What you need to do: Only one number is wanted here: how many lines of the data hold "missing".

Input: Begin

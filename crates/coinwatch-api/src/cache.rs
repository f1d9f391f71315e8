//! URL-keyed TTL cache for provider responses.
//!
//! Both upstream APIs meter requests, and the CLI frequently asks the same
//! question twice in one run (snapshots for display, then again for storage).
//! Every endpoint call goes through the cache.

use serde_json::Value;
use std::collections::HashMap;
use std::sync::Mutex;
use std::time::{Duration, Instant};

/// A small in-memory cache of JSON responses keyed by full URL.
#[derive(Debug)]
pub struct ResponseCache {
    ttl: Duration,
    entries: Mutex<HashMap<String, (Instant, Value)>>,
}

impl ResponseCache {
    pub fn new(ttl: Duration) -> Self {
        Self {
            ttl,
            entries: Mutex::new(HashMap::new()),
        }
    }

    /// Fresh cached response for the URL, if any.
    pub fn get(&self, url: &str) -> Option<Value> {
        let entries = self.entries.lock().unwrap();
        let (stored_at, value) = entries.get(url)?;
        if stored_at.elapsed() < self.ttl {
            Some(value.clone())
        } else {
            None
        }
    }

    /// Store a response. Expired entries are dropped opportunistically.
    pub fn put(&self, url: &str, value: Value) {
        let mut entries = self.entries.lock().unwrap();
        entries.retain(|_, (stored_at, _)| stored_at.elapsed() < self.ttl);
        entries.insert(url.to_string(), (Instant::now(), value));
    }

    /// Number of live entries.
    pub fn len(&self) -> usize {
        let entries = self.entries.lock().unwrap();
        entries
            .values()
            .filter(|(stored_at, _)| stored_at.elapsed() < self.ttl)
            .count()
    }

    pub fn is_empty(&self) -> bool {
        self.len() == 0
    }
}
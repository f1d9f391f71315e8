//! Tolerant price-series extraction from provider payloads.
//!
//! Historical data arrives in several shapes depending on endpoint and
//! provider: objects with a `price` field, `[timestamp, price]` pairs from
//! market-chart endpoints, or bare numbers from sparkline arrays. Extraction
//! never fails on a malformed entry; it skips it. Non-positive prices are
//! treated as malformed.

use serde_json::Value;

/// Extract a price series from a heterogeneous JSON array.
///
/// Accepted entry shapes:
/// - `{"price": 1.23, ...}`
/// - `[ts, 1.23]` (market-chart pair; the *second* element is the price)
/// - `[1.23]` (single-element array)
/// - `1.23` (bare number)
///
/// Anything else - nulls, strings, empty arrays, non-positive values - is
/// skipped. A non-array input yields an empty series.
pub fn extract_prices(payload: &Value) -> Vec<f64> {
    let Some(entries) = payload.as_array() else {
        return Vec::new();
    };

    let mut prices = Vec::with_capacity(entries.len());
    for entry in entries {
        let price = match entry {
            Value::Object(map) => map.get("price").and_then(Value::as_f64),
            Value::Array(pair) => match pair.len() {
                0 => None,
                1 => pair[0].as_f64(),
                // [timestamp, price] - timestamps are epoch millis, so the
                // price is always the second element.
                _ => pair[1].as_f64(),
            },
            Value::Number(_) => entry.as_f64(),
            _ => None,
        };

        if let Some(p) = price {
            if p.is_finite() && p > 0.0 {
                prices.push(p);
            }
        }
    }
    prices
}

/// Pull the 7-day sparkline price array out of a CoinGecko markets row.
///
/// The row shape is `{"sparkline_in_7d": {"price": [..]}, ...}`. Returns an
/// empty series when the field is absent (sparkline not requested) or empty.
pub fn extract_sparkline_prices(market_row: &Value) -> Vec<f64> {
    market_row
        .get("sparkline_in_7d")
        .and_then(|s| s.get("price"))
        .map_or_else(Vec::new, extract_prices)
}

#[cfg(test)]
mod tests {
    use super::*;
    use serde_json::json;

    #[test]
    fn extracts_object_entries() {
        let payload = json!([{"price": 100.0}, {"price": 101.5}, {"price": 99.8}]);
        assert_eq!(extract_prices(&payload), vec![100.0, 101.5, 99.8]);
    }

    #[test]
    fn extracts_market_chart_pairs() {
        let payload = json!([[1_700_000_000_000_i64, 100.0], [1_700_000_060_000_i64, 101.5]]);
        assert_eq!(extract_prices(&payload), vec![100.0, 101.5]);
    }

    #[test]
    fn extracts_bare_numbers() {
        let payload = json!([100.0, 101.5, 99.8, 102.1]);
        assert_eq!(extract_prices(&payload).len(), 4);
    }

    #[test]
    fn mixed_formats_extract_what_they_can() {
        let payload = json!([{"price": 100.0}, [1_700_000_060_000_i64, 101.5], 99.8]);
        assert_eq!(extract_prices(&payload), vec![100.0, 101.5, 99.8]);
    }

    #[test]
    fn invalid_entries_are_skipped() {
        let payload = json!([null, {"price": null}, [], {"volume": 100}, "12.5", -3.0, 0.0]);
        assert!(extract_prices(&payload).is_empty());
    }

    #[test]
    fn non_array_input_yields_empty() {
        assert!(extract_prices(&json!({"price": 1.0})).is_empty());
        assert!(extract_prices(&Value::Null).is_empty());
    }

    #[test]
    fn sparkline_prices_come_from_nested_field() {
        let row = json!({
            "id": "uniswap",
            "current_price": 6.1,
            "sparkline_in_7d": {"price": [6.0, 6.05, 6.1]}
        });
        assert_eq!(extract_sparkline_prices(&row), vec![6.0, 6.05, 6.1]);

        let no_sparkline = json!({"id": "uniswap", "current_price": 6.1});
        assert!(extract_sparkline_prices(&no_sparkline).is_empty());
    }
}
//! Coverage command handler.
//!
//! Reports how much of the token universe the mapping can resolve. The
//! universe is the tracked set plus every token that actually appears in
//! stored market data; stored-but-unmapped symbols are the gaps worth
//! surfacing (quotes can be stored under symbols no mapping stage knows).

use crate::bootstrap::CliContext;
use crate::error::CliError;
use coinwatch_core::CoverageReport;

pub async fn execute(ctx: &CliContext) -> Result<(), CliError> {
    let report = build_report(ctx).await?;

    println!("Token mapping coverage:");
    println!("  tokens      {}", report.total);
    println!("  builtin     {}", report.builtin);
    println!("  aliases     {}", report.extended);
    println!("  coverage    {:.1}%", report.coverage_pct());

    if report.unresolved.is_empty() {
        println!("All tokens resolve to a CoinGecko ID.");
    } else {
        println!("Unresolved tokens:");
        for symbol in &report.unresolved {
            println!("  {symbol}  (add with 'coinwatch alias {symbol} <coingecko-id>')");
        }
    }

    Ok(())
}

/// Coverage over the tracked set merged with tokens present in storage.
async fn build_report(ctx: &CliContext) -> Result<CoverageReport, CliError> {
    let mut tokens = ctx.tracked_symbols();
    for stored in ctx.market_data.distinct_tokens().await? {
        if !tokens.iter().any(|t| t.eq_ignore_ascii_case(&stored)) {
            tokens.push(stored);
        }
    }
    Ok(ctx.map.coverage(tokens.iter().map(String::as_str)))
}

#[cfg(test)]
mod tests {
    use super::*;
    use crate::bootstrap::tests::test_context;
    use chrono::Utc;
    use coinwatch_core::MarketSnapshot;

    fn snapshot(symbol: &str) -> MarketSnapshot {
        MarketSnapshot {
            symbol: symbol.to_string(),
            price: 1.0,
            price_change_24h: None,
            volume: None,
            market_cap: Some(1.0e9),
            last_updated: Utc::now(),
        }
    }

    #[tokio::test]
    async fn stored_unmapped_tokens_show_as_gaps() {
        let ctx = test_context().await;
        ctx.market_data.insert_snapshot(&snapshot("BTC")).await.unwrap();
        ctx.market_data
            .insert_snapshot(&snapshot("MYSTERY"))
            .await
            .unwrap();

        let report = build_report(&ctx).await.unwrap();
        assert_eq!(report.unresolved, vec!["MYSTERY".to_string()]);
        assert!(report.coverage_pct() < 100.0);
    }

    #[tokio::test]
    async fn fully_mapped_storage_reports_no_gaps() {
        let ctx = test_context().await;
        ctx.market_data.insert_snapshot(&snapshot("BTC")).await.unwrap();

        let report = build_report(&ctx).await.unwrap();
        assert!(report.unresolved.is_empty());
        // Tracked set is builtin plus the ADA alias; BTC must not double-count
        assert_eq!(report.total, ctx.tracked_symbols().len());
    }
}
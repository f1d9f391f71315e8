//! Centralized provider routing.
//!
//! Every data request goes through the router, which picks a provider per
//! operation: providers advertising a matching specialization are tried
//! first (in registration order), then the rest as fallback. Failures are
//! recorded and the next candidate is tried, so a rate-limited provider
//! degrades service instead of breaking it.

use crate::error::{ApiError, ApiResult};
use crate::provider::{MarketDataProvider, Operation};
use chrono::{DateTime, Utc};
use coinwatch_core::{MarketSnapshot, OhlcCandle, PricePoint};
use serde::Serialize;
use std::sync::{Arc, Mutex};

/// Health and usage counters for one registered provider.
#[derive(Debug, Clone, Serialize)]
pub struct ProviderStatus {
    pub name: &'static str,
    /// Whether the provider initialized (e.g. had its API key).
    pub available: bool,
    pub specializations: Vec<Operation>,
    pub last_check: DateTime<Utc>,
    pub last_error: Option<String>,
    pub calls: u64,
    pub failures: u64,
}

struct Registered {
    provider: Arc<dyn MarketDataProvider>,
    status: Mutex<ProviderStatus>,
}

/// Routes operations across registered providers.
#[derive(Default)]
pub struct ProviderRouter {
    providers: Vec<Registered>,
}

impl ProviderRouter {
    pub fn new() -> Self {
        Self::default()
    }

    /// Register a provider. `init_error` marks it unavailable with a reason
    /// (a CoinMarketCap client without an API key registers this way so
    /// `status` can explain why it is never called).
    pub fn register(
        &mut self,
        provider: Arc<dyn MarketDataProvider>,
        init_error: Option<String>,
    ) {
        let status = ProviderStatus {
            name: provider.name(),
            available: init_error.is_none(),
            specializations: provider.specializations().to_vec(),
            last_check: Utc::now(),
            last_error: init_error,
            calls: 0,
            failures: 0,
        };
        self.providers.push(Registered {
            provider,
            status: Mutex::new(status),
        });
    }

    pub fn len(&self) -> usize {
        self.providers.len()
    }

    pub fn is_empty(&self) -> bool {
        self.providers.is_empty()
    }

    /// Snapshot of every provider's status.
    pub fn statuses(&self) -> Vec<ProviderStatus> {
        self.providers
            .iter()
            .map(|r| r.status.lock().unwrap().clone())
            .collect()
    }

    /// Candidates for an operation: available specialists first, then the
    /// remaining available providers as fallback.
    fn ordered_for(&self, op: Operation) -> Vec<&Registered> {
        let available =
            |r: &&Registered| r.status.lock().unwrap().available;
        let mut ordered: Vec<&Registered> = self
            .providers
            .iter()
            .filter(available)
            .filter(|r| r.provider.specializations().contains(&op))
            .collect();
        ordered.extend(
            self.providers
                .iter()
                .filter(available)
                .filter(|r| !r.provider.specializations().contains(&op)),
        );
        ordered
    }

    fn record_attempt(registered: &Registered, result: Result<(), &ApiError>) {
        let mut status = registered.status.lock().unwrap();
        status.calls += 1;
        status.last_check = Utc::now();
        match result {
            Ok(()) => status.last_error = None,
            Err(e) => {
                status.failures += 1;
                status.last_error = Some(e.to_string());
            }
        }
    }

    fn exhausted(op: Operation, last: Option<ApiError>) -> ApiError {
        ApiError::NoProviderAvailable {
            operation: op.as_str(),
            detail: last.map_or_else(
                || "no available provider registered".to_string(),
                |e| e.to_string(),
            ),
        }
    }

    /// Current quotes from one named provider, bypassing specialization
    /// order. Unavailable or unknown providers are an error.
    pub async fn market_snapshots_via(
        &self,
        name: &str,
        symbols: &[String],
    ) -> ApiResult<Vec<MarketSnapshot>> {
        let registered = self
            .providers
            .iter()
            .find(|r| r.provider.name() == name)
            .filter(|r| r.status.lock().unwrap().available)
            .ok_or_else(|| ApiError::NoProviderAvailable {
                operation: Operation::BulkQuotes.as_str(),
                detail: format!("provider '{name}' is not registered or unavailable"),
            })?;

        let result = registered.provider.market_snapshots(symbols).await;
        Self::record_attempt(registered, result.as_ref().map(|_| ()));
        result
    }

    /// Current quotes for the given symbols.
    pub async fn market_snapshots(&self, symbols: &[String]) -> ApiResult<Vec<MarketSnapshot>> {
        let op = Operation::BulkQuotes;
        let mut last_error = None;
        for registered in self.ordered_for(op) {
            match registered.provider.market_snapshots(symbols).await {
                Ok(snapshots) => {
                    Self::record_attempt(registered, Ok(()));
                    return Ok(snapshots);
                }
                Err(e) => {
                    tracing::warn!(provider = registered.provider.name(), error = %e, "snapshot fetch failed, trying next provider");
                    Self::record_attempt(registered, Err(&e));
                    last_error = Some(e);
                }
            }
        }
        Err(Self::exhausted(op, last_error))
    }

    /// Historical price series covering the trailing `hours`.
    pub async fn price_series(&self, symbol: &str, hours: i64) -> ApiResult<Vec<PricePoint>> {
        let op = Operation::HistoricalSeries;
        let mut last_error = None;
        for registered in self.ordered_for(op) {
            match registered.provider.price_series(symbol, hours).await {
                Ok(points) => {
                    Self::record_attempt(registered, Ok(()));
                    return Ok(points);
                }
                Err(e) => {
                    Self::record_attempt(registered, Err(&e));
                    last_error = Some(e);
                }
            }
        }
        Err(Self::exhausted(op, last_error))
    }

    /// Validated OHLC candles.
    pub async fn ohlc(&self, symbol: &str, days: u32) -> ApiResult<Vec<OhlcCandle>> {
        let op = Operation::Ohlc;
        let mut last_error = None;
        for registered in self.ordered_for(op) {
            match registered.provider.ohlc(symbol, days).await {
                Ok(candles) => {
                    Self::record_attempt(registered, Ok(()));
                    return Ok(candles);
                }
                Err(e) => {
                    Self::record_attempt(registered, Err(&e));
                    last_error = Some(e);
                }
            }
        }
        Err(Self::exhausted(op, last_error))
    }

    /// 7-day sparkline prices.
    pub async fn sparkline(&self, symbol: &str) -> ApiResult<Vec<f64>> {
        let op = Operation::Sparkline;
        let mut last_error = None;
        for registered in self.ordered_for(op) {
            match registered.provider.sparkline(symbol).await {
                Ok(prices) => {
                    Self::record_attempt(registered, Ok(()));
                    return Ok(prices);
                }
                Err(e) => {
                    Self::record_attempt(registered, Err(&e));
                    last_error = Some(e);
                }
            }
        }
        Err(Self::exhausted(op, last_error))
    }
}

#[cfg(test)]
mod tests {
    use super::*;
    use async_trait::async_trait;
    use chrono::Utc;
    use std::sync::atomic::{AtomicU64, Ordering};

    struct StubProvider {
        name: &'static str,
        specs: &'static [Operation],
        fail: bool,
        snapshot_calls: AtomicU64,
    }

    impl StubProvider {
        fn new(name: &'static str, specs: &'static [Operation], fail: bool) -> Arc<Self> {
            Arc::new(Self {
                name,
                specs,
                fail,
                snapshot_calls: AtomicU64::new(0),
            })
        }

        fn snapshot(&self) -> MarketSnapshot {
            MarketSnapshot {
                symbol: "BTC".to_string(),
                price: 97_000.0,
                price_change_24h: None,
                volume: None,
                market_cap: None,
                last_updated: Utc::now(),
            }
        }
    }

    #[async_trait]
    impl MarketDataProvider for StubProvider {
        fn name(&self) -> &'static str {
            self.name
        }

        fn specializations(&self) -> &'static [Operation] {
            self.specs
        }

        async fn market_snapshots(&self, _: &[String]) -> ApiResult<Vec<MarketSnapshot>> {
            self.snapshot_calls.fetch_add(1, Ordering::SeqCst);
            if self.fail {
                return Err(ApiError::RateLimited {
                    url: "stub".to_string(),
                });
            }
            Ok(vec![self.snapshot()])
        }

        async fn price_series(&self, _: &str, _: i64) -> ApiResult<Vec<PricePoint>> {
            if self.fail {
                return Err(ApiError::Unsupported {
                    provider: self.name,
                    operation: "historical_series",
                });
            }
            Ok(vec![PricePoint {
                price: 1.0,
                timestamp: Utc::now(),
            }])
        }

        async fn ohlc(&self, _: &str, _: u32) -> ApiResult<Vec<OhlcCandle>> {
            Ok(vec![])
        }

        async fn sparkline(&self, _: &str) -> ApiResult<Vec<f64>> {
            Ok(vec![1.0, 2.0])
        }
    }

    const BULK: &[Operation] = &[Operation::BulkQuotes];
    const DETAIL: &[Operation] = &[
        Operation::HistoricalSeries,
        Operation::Ohlc,
        Operation::Sparkline,
    ];

    #[tokio::test]
    async fn specialists_are_preferred() {
        let bulk = StubProvider::new("bulk", BULK, false);
        let detail = StubProvider::new("detail", DETAIL, false);
        let mut router = ProviderRouter::new();
        // Registration order puts the generalist first; specialization wins anyway.
        router.register(detail.clone(), None);
        router.register(bulk.clone(), None);

        router.market_snapshots(&["BTC".to_string()]).await.unwrap();
        assert_eq!(bulk.snapshot_calls.load(Ordering::SeqCst), 1);
        assert_eq!(detail.snapshot_calls.load(Ordering::SeqCst), 0);
    }

    #[tokio::test]
    async fn falls_back_when_the_specialist_fails() {
        let bulk = StubProvider::new("bulk", BULK, true);
        let detail = StubProvider::new("detail", DETAIL, false);
        let mut router = ProviderRouter::new();
        router.register(bulk.clone(), None);
        router.register(detail.clone(), None);

        let snaps = router.market_snapshots(&["BTC".to_string()]).await.unwrap();
        assert_eq!(snaps.len(), 1);
        assert_eq!(bulk.snapshot_calls.load(Ordering::SeqCst), 1);
        assert_eq!(detail.snapshot_calls.load(Ordering::SeqCst), 1);

        let statuses = router.statuses();
        let bulk_status = statuses.iter().find(|s| s.name == "bulk").unwrap();
        assert_eq!(bulk_status.failures, 1);
        assert!(bulk_status.last_error.as_ref().unwrap().contains("rate limited"));
    }

    #[tokio::test]
    async fn unavailable_providers_are_skipped() {
        let bulk = StubProvider::new("bulk", BULK, false);
        let detail = StubProvider::new("detail", DETAIL, false);
        let mut router = ProviderRouter::new();
        router.register(bulk.clone(), Some("API key missing".to_string()));
        router.register(detail.clone(), None);

        router.market_snapshots(&["BTC".to_string()]).await.unwrap();
        assert_eq!(bulk.snapshot_calls.load(Ordering::SeqCst), 0);
        assert_eq!(detail.snapshot_calls.load(Ordering::SeqCst), 1);

        let statuses = router.statuses();
        let bulk_status = statuses.iter().find(|s| s.name == "bulk").unwrap();
        assert!(!bulk_status.available);
        assert_eq!(
            bulk_status.last_error.as_deref(),
            Some("API key missing")
        );
    }

    #[tokio::test]
    async fn exhausting_all_providers_reports_the_operation() {
        let bulk = StubProvider::new("bulk", BULK, true);
        let mut router = ProviderRouter::new();
        router.register(bulk, None);

        let err = router
            .market_snapshots(&["BTC".to_string()])
            .await
            .unwrap_err();
        assert!(matches!(
            err,
            ApiError::NoProviderAvailable { operation: "bulk_quotes", .. }
        ));
    }

    #[tokio::test]
    async fn named_provider_can_be_forced() {
        let bulk = StubProvider::new("bulk", BULK, false);
        let detail = StubProvider::new("detail", DETAIL, false);
        let mut router = ProviderRouter::new();
        router.register(bulk.clone(), None);
        router.register(detail.clone(), None);

        router
            .market_snapshots_via("detail", &["BTC".to_string()])
            .await
            .unwrap();
        assert_eq!(bulk.snapshot_calls.load(Ordering::SeqCst), 0);
        assert_eq!(detail.snapshot_calls.load(Ordering::SeqCst), 1);

        let err = router
            .market_snapshots_via("nope", &["BTC".to_string()])
            .await
            .unwrap_err();
        assert!(matches!(err, ApiError::NoProviderAvailable { .. }));
    }

    #[tokio::test]
    async fn empty_router_reports_no_provider() {
        let router = ProviderRouter::new();
        let err = router.sparkline("BTC").await.unwrap_err();
        assert!(matches!(err, ApiError::NoProviderAvailable { .. }));
    }

    #[tokio::test]
    async fn success_counters_accumulate() {
        let detail = StubProvider::new("detail", DETAIL, false);
        let mut router = ProviderRouter::new();
        router.register(detail, None);

        router.sparkline("BTC").await.unwrap();
        router.price_series("BTC", 24).await.unwrap();

        let statuses = router.statuses();
        assert_eq!(statuses[0].calls, 2);
        assert_eq!(statuses[0].failures, 0);
    }
}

Input: End

Response: 2